Dataset entries START
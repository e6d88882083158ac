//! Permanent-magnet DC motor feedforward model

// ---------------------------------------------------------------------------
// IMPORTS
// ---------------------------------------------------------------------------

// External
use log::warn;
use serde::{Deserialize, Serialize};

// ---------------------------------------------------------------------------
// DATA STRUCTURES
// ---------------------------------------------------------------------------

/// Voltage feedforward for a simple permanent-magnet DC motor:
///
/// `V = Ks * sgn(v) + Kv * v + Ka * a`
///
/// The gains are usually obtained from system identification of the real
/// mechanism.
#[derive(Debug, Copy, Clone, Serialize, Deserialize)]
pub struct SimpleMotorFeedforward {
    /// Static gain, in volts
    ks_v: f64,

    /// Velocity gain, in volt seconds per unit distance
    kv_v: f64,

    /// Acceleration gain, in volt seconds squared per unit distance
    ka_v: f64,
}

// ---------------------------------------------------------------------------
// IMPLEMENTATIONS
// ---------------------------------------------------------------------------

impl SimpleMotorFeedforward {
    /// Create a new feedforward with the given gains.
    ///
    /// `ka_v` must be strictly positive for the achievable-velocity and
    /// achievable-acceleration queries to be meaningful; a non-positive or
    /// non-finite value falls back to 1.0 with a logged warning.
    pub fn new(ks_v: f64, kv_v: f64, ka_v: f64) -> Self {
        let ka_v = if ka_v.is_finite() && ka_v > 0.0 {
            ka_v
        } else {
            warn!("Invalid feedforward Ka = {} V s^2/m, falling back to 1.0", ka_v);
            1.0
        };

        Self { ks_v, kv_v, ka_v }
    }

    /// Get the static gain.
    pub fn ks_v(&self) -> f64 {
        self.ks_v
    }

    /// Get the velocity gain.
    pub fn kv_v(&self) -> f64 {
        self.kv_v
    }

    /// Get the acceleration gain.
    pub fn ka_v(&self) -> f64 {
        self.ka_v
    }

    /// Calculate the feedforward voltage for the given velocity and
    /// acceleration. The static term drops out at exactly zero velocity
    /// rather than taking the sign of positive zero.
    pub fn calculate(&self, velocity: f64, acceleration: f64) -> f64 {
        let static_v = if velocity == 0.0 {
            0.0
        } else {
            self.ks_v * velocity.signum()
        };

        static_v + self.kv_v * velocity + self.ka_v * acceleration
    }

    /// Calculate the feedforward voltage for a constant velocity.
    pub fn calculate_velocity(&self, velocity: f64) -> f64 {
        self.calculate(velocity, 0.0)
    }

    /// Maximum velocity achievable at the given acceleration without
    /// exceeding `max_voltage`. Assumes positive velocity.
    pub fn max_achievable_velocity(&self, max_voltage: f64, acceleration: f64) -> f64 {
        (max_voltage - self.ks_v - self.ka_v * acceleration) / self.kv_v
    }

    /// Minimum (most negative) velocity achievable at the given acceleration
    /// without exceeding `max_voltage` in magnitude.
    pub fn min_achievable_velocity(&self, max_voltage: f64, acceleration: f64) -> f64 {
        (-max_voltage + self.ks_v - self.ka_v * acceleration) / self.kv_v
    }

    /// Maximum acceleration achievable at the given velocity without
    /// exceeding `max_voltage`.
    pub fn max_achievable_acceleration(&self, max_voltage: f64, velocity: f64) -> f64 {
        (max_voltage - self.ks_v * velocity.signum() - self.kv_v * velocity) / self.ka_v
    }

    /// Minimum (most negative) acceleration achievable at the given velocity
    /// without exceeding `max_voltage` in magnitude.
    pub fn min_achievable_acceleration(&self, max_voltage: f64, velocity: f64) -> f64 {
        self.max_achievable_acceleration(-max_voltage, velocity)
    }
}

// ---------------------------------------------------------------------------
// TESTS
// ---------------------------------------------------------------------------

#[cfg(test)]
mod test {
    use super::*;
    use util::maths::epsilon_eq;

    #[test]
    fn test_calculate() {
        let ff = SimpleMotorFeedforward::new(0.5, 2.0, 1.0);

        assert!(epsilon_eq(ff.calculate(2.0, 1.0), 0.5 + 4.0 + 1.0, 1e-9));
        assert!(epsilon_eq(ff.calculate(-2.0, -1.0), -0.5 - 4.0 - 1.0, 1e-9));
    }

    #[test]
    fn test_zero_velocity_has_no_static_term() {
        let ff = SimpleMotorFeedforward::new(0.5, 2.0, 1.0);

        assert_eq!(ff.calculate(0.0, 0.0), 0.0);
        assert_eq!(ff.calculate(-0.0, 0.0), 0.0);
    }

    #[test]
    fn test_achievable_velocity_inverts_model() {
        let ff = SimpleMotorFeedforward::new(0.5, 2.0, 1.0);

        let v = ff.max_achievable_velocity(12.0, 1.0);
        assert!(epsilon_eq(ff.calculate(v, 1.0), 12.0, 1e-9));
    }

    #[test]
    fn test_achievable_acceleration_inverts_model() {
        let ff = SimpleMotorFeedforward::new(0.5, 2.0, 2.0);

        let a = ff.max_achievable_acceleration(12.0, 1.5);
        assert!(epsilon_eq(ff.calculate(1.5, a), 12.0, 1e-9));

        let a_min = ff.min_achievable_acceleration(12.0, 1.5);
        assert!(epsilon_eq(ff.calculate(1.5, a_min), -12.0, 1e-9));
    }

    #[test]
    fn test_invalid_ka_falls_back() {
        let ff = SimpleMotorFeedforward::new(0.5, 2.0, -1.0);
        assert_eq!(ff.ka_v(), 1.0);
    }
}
Dataset entries END
Dataset entries START
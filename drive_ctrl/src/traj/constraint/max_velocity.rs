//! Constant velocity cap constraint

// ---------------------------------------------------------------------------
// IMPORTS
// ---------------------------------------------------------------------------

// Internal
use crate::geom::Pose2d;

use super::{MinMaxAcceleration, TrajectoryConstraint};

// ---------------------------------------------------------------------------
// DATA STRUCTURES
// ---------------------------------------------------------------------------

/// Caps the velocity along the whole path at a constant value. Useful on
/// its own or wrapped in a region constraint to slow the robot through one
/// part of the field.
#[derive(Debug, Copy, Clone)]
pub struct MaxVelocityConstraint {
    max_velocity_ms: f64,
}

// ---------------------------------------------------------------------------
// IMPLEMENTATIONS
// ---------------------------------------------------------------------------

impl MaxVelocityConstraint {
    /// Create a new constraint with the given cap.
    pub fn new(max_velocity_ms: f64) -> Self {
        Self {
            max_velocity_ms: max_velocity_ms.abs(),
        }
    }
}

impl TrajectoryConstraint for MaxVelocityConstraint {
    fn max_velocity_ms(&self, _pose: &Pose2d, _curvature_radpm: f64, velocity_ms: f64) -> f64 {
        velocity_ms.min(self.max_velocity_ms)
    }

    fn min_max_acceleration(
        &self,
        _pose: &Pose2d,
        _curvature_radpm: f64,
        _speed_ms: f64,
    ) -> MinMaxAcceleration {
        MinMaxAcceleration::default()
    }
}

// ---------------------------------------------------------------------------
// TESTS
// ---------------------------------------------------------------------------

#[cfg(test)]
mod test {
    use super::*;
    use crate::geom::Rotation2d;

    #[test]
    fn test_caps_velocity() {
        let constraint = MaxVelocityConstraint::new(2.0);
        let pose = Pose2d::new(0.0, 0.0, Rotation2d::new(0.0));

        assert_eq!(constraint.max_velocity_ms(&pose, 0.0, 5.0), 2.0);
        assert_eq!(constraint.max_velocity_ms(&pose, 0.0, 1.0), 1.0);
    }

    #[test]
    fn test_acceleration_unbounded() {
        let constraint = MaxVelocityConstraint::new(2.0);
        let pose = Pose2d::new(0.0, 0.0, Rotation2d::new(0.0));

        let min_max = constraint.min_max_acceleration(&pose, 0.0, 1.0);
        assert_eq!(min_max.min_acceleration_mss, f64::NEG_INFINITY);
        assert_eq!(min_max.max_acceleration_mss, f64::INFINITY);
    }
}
Dataset entries END
__Prompt__
Using the records above, write out exactly the lines between the one holding "given velocity without" and the one holding "use util::maths::epsilon_eq;", inclusive; leave everything else out.

__Exercise answer__
    /// Maximum acceleration achievable at the given velocity without
    /// exceeding `max_voltage`.
    pub fn max_achievable_acceleration(&self, max_voltage: f64, velocity: f64) -> f64 {
        (max_voltage - self.ks_v * velocity.signum() - self.kv_v * velocity) / self.ka_v
    }

    /// Minimum (most negative) acceleration achievable at the given velocity
    /// without exceeding `max_voltage` in magnitude.
    pub fn min_achievable_acceleration(&self, max_voltage: f64, velocity: f64) -> f64 {
        self.max_achievable_acceleration(-max_voltage, velocity)
    }
}

// ---------------------------------------------------------------------------
// TESTS
// ---------------------------------------------------------------------------

#[cfg(test)]
mod test {
    use super::*;
    use util::maths::epsilon_eq;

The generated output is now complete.